19. April 2024

Franziskus und Kirill

Es ist hohe Zeit, dass sich die christlichen Kirchen der Welt auf engste Zusammenarbeit verständigen. Nie zuvor waren christliche Gläubige weltweit so unter Druck, im Nahen Osten, in Arabien und Afrika werden sie verfolgt und gemordet unabhängig davon, welcher christlichen Denomination sie angehören.
So gesehen sind die neuen Zeichen der Gemeinsamkeit, wie sie jetzt Papst Franziskus und der russisch-orthodoxe Patriarch Kirill von ihrem historischen Treffen in Havanna aussandten, enorm politisch. Russland nimmt für sich zu Recht in Anspruch, mit seinem Bombenkrieg in Syrien auch die Christen dort zu verteidigen, und es möchte dafür die Unterstützung der Religionsführer. Es ist müßig, darin auch das Motiv zu suchen, die westlichen Staaten zu spalten, das mag eine Nebenfolge sein. Tatsächlich aber lassen die gegenwärtigen Probleme den neuen Schulterschluss der Christen alternativlos erscheinen.

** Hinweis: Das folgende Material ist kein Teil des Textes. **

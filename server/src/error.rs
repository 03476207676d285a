//
// Copyright 2017-2026 Hans W. Uhlig. All Rights Reserved.
//
// Licensed under the Apache License, Version 2.0 (the "License");
// you may not use this file except in compliance with the License.
// You may obtain a copy of the License at
//
//      http://www.apache.org/licenses/LICENSE-2.0
//
// Unless required by applicable law or agreed to in writing, software
// distributed under the License is distributed on an "AS IS" BASIS,
// WITHOUT WARRANTIES OR CONDITIONS OF ANY KIND, either express or implied.
// See the License for the specific language governing permissions and
// limitations under the License.
//

//! Error types for the BBS server

use crate::types::ConnectionId;
use telbbs_credentials::StoreError;
use telbbs_linecodec::LineCodecError;
use thiserror::Error;

/// Result type for operations
pub type Result<T> = std::result::Result<T, BbsError>;

/// BBS server error types
#[derive(Debug, Error)]
pub enum BbsError {
    /// I/O error from the listener or a TCP stream
    #[error("I/O error: {0}")]
    Io(#[from] std::io::Error),

    /// Framing error from the line codec
    #[error("Codec error: {0}")]
    Codec(#[from] LineCodecError),

    /// Credential store error
    #[error("Store error: {0}")]
    Store(#[from] StoreError),

    /// Invalid or unreadable configuration
    #[error("Configuration error: {0}")]
    Config(String),

    /// Connection with the given ID was not found
    #[error("Connection {0} not found")]
    ConnectionNotFound(ConnectionId),

    /// Connection has been closed
    #[error("Connection closed")]
    ConnectionClosed,

    /// Operation timed out
    #[error("Operation timed out")]
    Timeout,

    /// Server is not running
    #[error("Server not running")]
    ServerNotRunning,

    /// Server was already started
    #[error("Server already running")]
    ServerAlreadyRunning,

    /// Server has been shut down and cannot be started again
    #[error("Server has been shut down")]
    ServerShutDown,
}

impl BbsError {
    /// Check if the error only concerns a single connection
    ///
    /// Connection errors close the offending connection and nothing else.
    pub fn is_connection_error(&self) -> bool {
        matches!(
            self,
            BbsError::ConnectionNotFound(_)
                | BbsError::ConnectionClosed
                | BbsError::Io(_)
                | BbsError::Codec(_)
                | BbsError::Timeout
        )
    }

    /// Check if the error was caused by the peer breaking the line protocol
    pub fn is_protocol_error(&self) -> bool {
        matches!(self, BbsError::Codec(e) if e.is_protocol_violation())
    }
}

#[cfg(test)]
mod tests {
    use super::*;

    #[test]
    fn test_error_is_connection_error() {
        assert!(BbsError::ConnectionNotFound(ConnectionId::new(1)).is_connection_error());
        assert!(BbsError::ConnectionClosed.is_connection_error());
        assert!(BbsError::Timeout.is_connection_error());
        assert!(!BbsError::Config("bad".to_string()).is_connection_error());
        assert!(!BbsError::ServerNotRunning.is_connection_error());
    }

    #[test]
    fn test_error_is_protocol_error() {
        let err = BbsError::from(LineCodecError::LineTooLong { limit: 1024 });
        assert!(err.is_protocol_error());
        assert!(err.is_connection_error());
        assert!(!BbsError::ConnectionClosed.is_protocol_error());
    }

    #[test]
    fn test_error_display() {
        let err = BbsError::ConnectionNotFound(ConnectionId::new(42));
        assert_eq!(err.to_string(), "Connection conn-42 not found");

        let err = BbsError::Store(StoreError::DuplicateNickname("alice".to_string()));
        assert_eq!(err.to_string(), "Store error: nickname already exists: alice");
    }
}
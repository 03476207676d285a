//
// Copyright 2017-2026 Hans W. Uhlig. All Rights Reserved.
//
// Licensed under the Apache License, Version 2.0 (the "License");
// you may not use this file except in compliance with the License.
// You may obtain a copy of the License at
//
//      http://www.apache.org/licenses/LICENSE-2.0
//
// Unless required by applicable law or agreed to in writing, software
// distributed under the License is distributed on an "AS IS" BASIS,
// WITHOUT WARRANTIES OR CONDITIONS OF ANY KIND, either express or implied.
// See the License for the specific language governing permissions and
// limitations under the License.
//

//! # Telbbs Server
//!
//! A multi-user Telnet BBS. Clients connect over plain TCP, receive a banner and either
//! `register` a new nickname or `login` to an existing one. Once authenticated they can ask for
//! `help` or `exit`.
//!
//! # Architecture
//!
//! ```text
//! BbsServer (accept loop)
//!     ↓
//! ConnectionRegistry
//!     ↓
//! ConnectionWorker → BbsConnection (line framed TCP)
//!     ↓
//! ProtocolHandler → CredentialStore
//! ```
//!
//! Every connection runs on its own task and keeps its dialogue position in a [`SessionState`],
//! so a client sitting at a password prompt never delays anybody else. Nickname uniqueness is
//! enforced by the [`CredentialStore`](telbbs_credentials::CredentialStore), not by the server.
//!
//! # Example
//!
//! ```no_run
//! use telbbs_server::{BbsServer, ServerConfig};
//!
//! #[tokio::main]
//! async fn main() -> Result<(), Box<dyn std::error::Error>> {
//!     let config = ServerConfig::load_or_default("telbbs.toml")?;
//!     let store = config.storage.open().await?;
//!     let server = BbsServer::new(config, store).await?;
//!     server.start().await?;
//!     Ok(())
//! }
//! ```

mod banner;
mod config;
mod connection;
mod error;
mod metrics;
pub mod protocol;
mod registry;
mod server;
mod types;
mod worker;

pub use banner::BANNER;
pub use config::{ServerConfig, StorageBackend, StorageConfig};
pub use connection::BbsConnection;
pub use error::{BbsError, Result};
pub use metrics::{MetricsSnapshot, ServerMetrics};
pub use protocol::{Disposition, ProtocolHandler, Reply};
pub use registry::{ConnectionRegistry, SHUTDOWN_NOTICE};
pub use server::{BbsServer, SERVER_FULL};
pub use types::{ConnectionId, ConnectionInfo, ServerSnapshot, SessionState};
pub use worker::{ConnectionWorker, ControlMessage, IDLE_TIMEOUT, LINE_TOO_LONG, WorkerConfig};
//
// Copyright 2017-2026 Hans W. Uhlig. All Rights Reserved.
//
// Licensed under the Apache License, Version 2.0 (the "License");
// you may not use this file except in compliance with the License.
// You may obtain a copy of the License at
//
//      http://www.apache.org/licenses/LICENSE-2.0
//
// Unless required by applicable law or agreed to in writing, software
// distributed under the License is distributed on an "AS IS" BASIS,
// WITHOUT WARRANTIES OR CONDITIONS OF ANY KIND, either express or implied.
// See the License for the specific language governing permissions and
// limitations under the License.
//

//! Per-connection worker task
//!
//! Each accepted connection is served by one [`ConnectionWorker`] running on its own task. The
//! worker owns the [`BbsConnection`] and the connection's [`SessionState`]. It alternates between
//! reading a line, handing it to the [`ProtocolHandler`] and writing the reply, while also
//! listening for [`ControlMessage`]s from the registry. Nothing a worker waits on can stall
//! another connection.

use crate::{
    BANNER, BbsConnection, BbsError, ConnectionId, ProtocolHandler, Result, ServerMetrics,
    SessionState,
};
use std::sync::Arc;
use std::time::Duration;
use tokio::select;
use tokio::sync::{mpsc, watch};
use tokio::time::{Instant, timeout, timeout_at};
use tracing::{debug, info, instrument, trace, warn};

/// Sent before closing a connection whose line exceeded the limit
pub const LINE_TOO_LONG: &str = "Line too long. Disconnecting.\n";
/// Sent before closing a connection that has been silent too long
pub const IDLE_TIMEOUT: &str = "Idle timeout. Disconnecting.\n";

/// Control messages for the worker
#[derive(Debug, Clone, PartialEq, Eq)]
pub enum ControlMessage {
    /// Close the connection
    Close,
    /// Write text to the connection
    Send(String),
}

/// Worker configuration
#[derive(Debug, Clone)]
pub struct WorkerConfig {
    /// Max time without an input line
    pub idle_timeout: Duration,
    /// Max time for a single write
    pub write_timeout: Duration,
    /// Control channel buffer size
    pub control_buffer_size: usize,
}

impl Default for WorkerConfig {
    fn default() -> Self {
        Self {
            idle_timeout: Duration::from_secs(600),
            write_timeout: Duration::from_secs(10),
            control_buffer_size: 16,
        }
    }
}

/// Serves a single connection until it closes
pub struct ConnectionWorker {
    id: ConnectionId,
    connection: BbsConnection,
    protocol: Arc<ProtocolHandler>,
    metrics: Arc<ServerMetrics>,
    config: WorkerConfig,
    session: SessionState,
    session_tx: watch::Sender<SessionState>,
    control_rx: mpsc::Receiver<ControlMessage>,
}

impl ConnectionWorker {
    /// Create a worker for `connection`
    ///
    /// Returns the worker, the sender for its control channel and a receiver that always holds
    /// the connection's current [`SessionState`].
    pub fn new(
        connection: BbsConnection,
        protocol: Arc<ProtocolHandler>,
        metrics: Arc<ServerMetrics>,
        config: WorkerConfig,
    ) -> (
        Self,
        mpsc::Sender<ControlMessage>,
        watch::Receiver<SessionState>,
    ) {
        let (control_tx, control_rx) = mpsc::channel(config.control_buffer_size.max(1));
        let (session_tx, session_rx) = watch::channel(SessionState::default());

        let worker = Self {
            id: connection.id(),
            connection,
            protocol,
            metrics,
            config,
            session: SessionState::default(),
            session_tx,
            control_rx,
        };

        (worker, control_tx, session_rx)
    }

    /// Get the connection ID
    pub fn id(&self) -> ConnectionId {
        self.id
    }

    /// Run the worker until the connection is finished, then close it
    #[instrument(skip(self), fields(connection_id = %self.id, peer_addr = %self.connection.peer_addr()))]
    pub async fn run(mut self) {
        match self.serve().await {
            Ok(()) => debug!("Connection finished"),
            Err(BbsError::Timeout) => {
                info!("Connection timed out");
                self.metrics.timeout_error();
            }
            Err(e) if e.is_protocol_error() => {
                warn!(error = %e, "Protocol violation");
                self.metrics.protocol_error();
            }
            Err(e) => {
                debug!(error = %e, "Connection failed");
                self.metrics.connection_error();
            }
        }

        if let Err(e) = timeout(self.config.write_timeout, self.connection.close())
            .await
            .unwrap_or(Err(BbsError::Timeout))
        {
            trace!(error = %e, "Close did not complete cleanly");
        }

        while self.control_rx.try_recv().is_ok() {}
        info!(
            lines_received = self.connection.lines_received(),
            messages_sent = self.connection.messages_sent(),
            "Connection closed"
        );
    }

    async fn serve(&mut self) -> Result<()> {
        self.write(&[BANNER]).await?;

        let mut deadline = Instant::now() + self.config.idle_timeout;
        loop {
            select! {
                read = timeout_at(deadline, self.connection.next_line()) => {
                    match read {
                        Ok(Ok(Some(line))) => {
                            deadline = Instant::now() + self.config.idle_timeout;
                            self.metrics.line_received();
                            if self.dispatch(&line).await? {
                                return Ok(());
                            }
                        }
                        Ok(Ok(None)) => return Ok(()),
                        Ok(Err(e)) => {
                            if e.is_protocol_error() {
                                let _ = self.write(&[LINE_TOO_LONG]).await;
                            }
                            return Err(e);
                        }
                        Err(_) => {
                            let _ = self.write(&[IDLE_TIMEOUT]).await;
                            return Err(BbsError::Timeout);
                        }
                    }
                }

                msg = self.control_rx.recv() => {
                    match msg {
                        Some(ControlMessage::Send(text)) => self.write(&[text]).await?,
                        Some(ControlMessage::Close) | None => return Ok(()),
                    }
                }
            }
        }
    }

    /// Handle one input line; returns `true` when the connection should close
    async fn dispatch(&mut self, line: &str) -> Result<bool> {
        let reply = self.protocol.handle_line(&mut self.session, line).await;
        self.session_tx.send_replace(self.session.clone());
        self.write(&reply.messages).await?;
        Ok(reply.is_close())
    }

    async fn write<S: AsRef<str>>(&mut self, messages: &[S]) -> Result<()> {
        timeout(self.config.write_timeout, self.connection.send_all(messages))
            .await
            .map_err(|_| BbsError::Timeout)??;
        for _ in messages {
            self.metrics.message_sent();
        }
        Ok(())
    }
}

impl std::fmt::Debug for ConnectionWorker {
    fn fmt(&self, f: &mut std::fmt::Formatter<'_>) -> std::fmt::Result {
        f.debug_struct("ConnectionWorker")
            .field("id", &self.id)
            .field("session", &self.session)
            .finish()
    }
}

Alte Konflikte zwischen dem Vatikan und dem Moskauer Patriarchat nehmen sich der aktuellen Lage gegenüber eher harmlos aus. Da schwelt vor allem der Streit die mehr als 500 Sakralbauten, die die russische Orthodoxie in der westlichen Ukraine an die mit Rom verbundene griechisch-katholische Kirche verloren hat sowie die Klagen über Ungerechtigkeiten und Verfolgungen der mit dem Patriarchat von Moskau verbundenen orthodoxen Gläubigen in der Ukraine.

Dazu hatten in den letzten Jahren zahlreiche Gespräche auf Diplomatenebene stattgefunden. In regelmäßigen Kommissionstagungen hatte man all diese Fragen und Fragen grundsätzlicher theologischer Natur aufgearbeitet, theologische Unterschiede blieben, aber immer wieder betonte der russische Patriarch, schon Papst Benedikt habe für die russische Orthodoxie und für ihre Positionen „viel Verständnis“ aufgebracht, und auch der neue Papst habe „mit viel Liebe“ von der Ostkirche gesprochen. Ein Treffen war deshalb nur eine Frage der Zeit.

Hinzu kommt, dass sich die russische Orthodoxie in Fragen der Familienmoral oder einer Gender-Politik mit den Haltungen protestantischer Westkirchen gar nicht anfreunden kann. Ihre Standpunkte findet die Orthodoxie im ökumenischen Gespräch am ehesten bei der katholischen Kirche wieder, auch das macht die Annäherung leichter.

Sie wurde vor allem aktiv vom apostolischen Nuntius in Moskau betrieben. Iwan Jurkowitsch, der seit fast 25 Jahren in Russland arbeitet, ist seit fünf Jahren Chefdiplomat des Vatikan. Er lobt den engen Kontakt zwischen dem Vatikan und dem Heiligen Synod der Russischen Orthodoxie, der nicht nur auf gemeinsamer Geschichte beruhe oder dem Respekt, mit dem die Katholiken den Aufbau einer vollkommen strukturierte Weltkirche aus kleinem Ursprung verfolgt hätten. Vor allem die gemeinsamen Wertüberzeugungen hätten es ermöglicht, manche Irritationen früherer Jahre beiseite zu räumen.

Das gilt vor allem für den Vorwurf des Proselytismus, des „sheep stealing“, wenn also missionierende Weltkirchen mit universalem Anspruch sich gegenseitig die Gläubigen abjagen. Der katholischen Kirche würde das heute in Russland nicht mehr vorgeworfen, sagt Jurkowitsch, wozu ein klärender Besuch des damaligen Kurienkardinals Walter Kasper beim damaligen Patriarchen Aleksej II. im Jahre 2004 beigetragen hat. Seither nehme man es mit der gebotenen Toleranz, wenn Gläubige sich selbst entschlössen, von der einen in die andere Konfession überzutreten.

Aber selbst die verbliebenen offenen Fragen müsste einen Dialog zwischen den Kirchenführern und ein Treffen zwischen Patriarch Kyrill und Papst Franziskus nicht verhindern, prophezeite Nuntius Jurkowitsch schon vor zwei Jahren: „Strong results happen when you expect less“, sagte er damals, kraftvolle Ergebnisse gibt es oft dann, wenn man sie gerade nicht erwartet hat. Das Treffen zwischen Kyrill und Franziskus wird solche Ergebnisse zeitigen.